Contrary to popular belief, rabbits and guinea pigs should NOT be paired together or live together in the same hutch, for a number of reasons:

1. Different nutritional requirements
Rabbits and guinea pigs need different foods to meet their different dietary requirements; guinea pigs need a diet rich in Vitamin C or else they can become ill. Rabbits are the opposite and may become ill from too much Vitamin C or a lack of other important vitamins. The 2 animals sharing the food may make it difficult to know which animal has eaten what.

2. Different language
Rabbits and guinea pigs communicate differently so it is in both of their interests to have a friend that talks the same language.
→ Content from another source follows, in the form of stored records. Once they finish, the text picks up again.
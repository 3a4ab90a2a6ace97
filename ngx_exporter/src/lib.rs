//! The nginx status exporter.
//!
//! This library supports the `ngx-exporter` binary found elsewhere in this
//! project. It polls nginx `stub_status` and nginx plus `status` endpoints,
//! parses their reports and folds the result into a cache of named gauge
//! series ready for Prometheus exposition.

#![deny(clippy::all)]
#![deny(clippy::pedantic)]
#![deny(clippy::print_stdout)]
#![deny(clippy::print_stderr)]
#![deny(clippy::dbg_macro)]
#![deny(unused_extern_crates)]
#![deny(unused_allocation)]
#![deny(unused_assignments)]
#![deny(unused_comparisons)]
#![deny(unreachable_pub)]
#![deny(missing_docs)]
#![deny(missing_copy_implementations)]
#![deny(missing_debug_implementations)]
#![allow(clippy::cast_precision_loss)]
#![allow(clippy::multiple_crate_versions)]

pub mod cache;
pub mod collector;
pub mod config;
pub mod httpd;
pub mod measurement;
pub mod normalize;
pub mod scraper;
You wouldn't want to lead your life living only with a gorilla for company - you might get on but could never understand each other properly!

3. Behaviour
Rabbits are a lot stronger than guinea pigs and can easily hurt or even kill a guinea pig without meaning to, simply by kicking out with their powerful back legs or jumping over the guinea pig. The rabbit may also bully the guinea pig. Sometimes guinea pigs ingest rabbit fur which can cause them problems.

4. Space and exercise needs
In the wild, rabbits run fast and free, covering the equivalent of 30 tennis courts daily. Guinea pigs have little legs and despite needing lots of space and exercise themselves, it differs greatly to the type of space rabbits need to hop, run and jump.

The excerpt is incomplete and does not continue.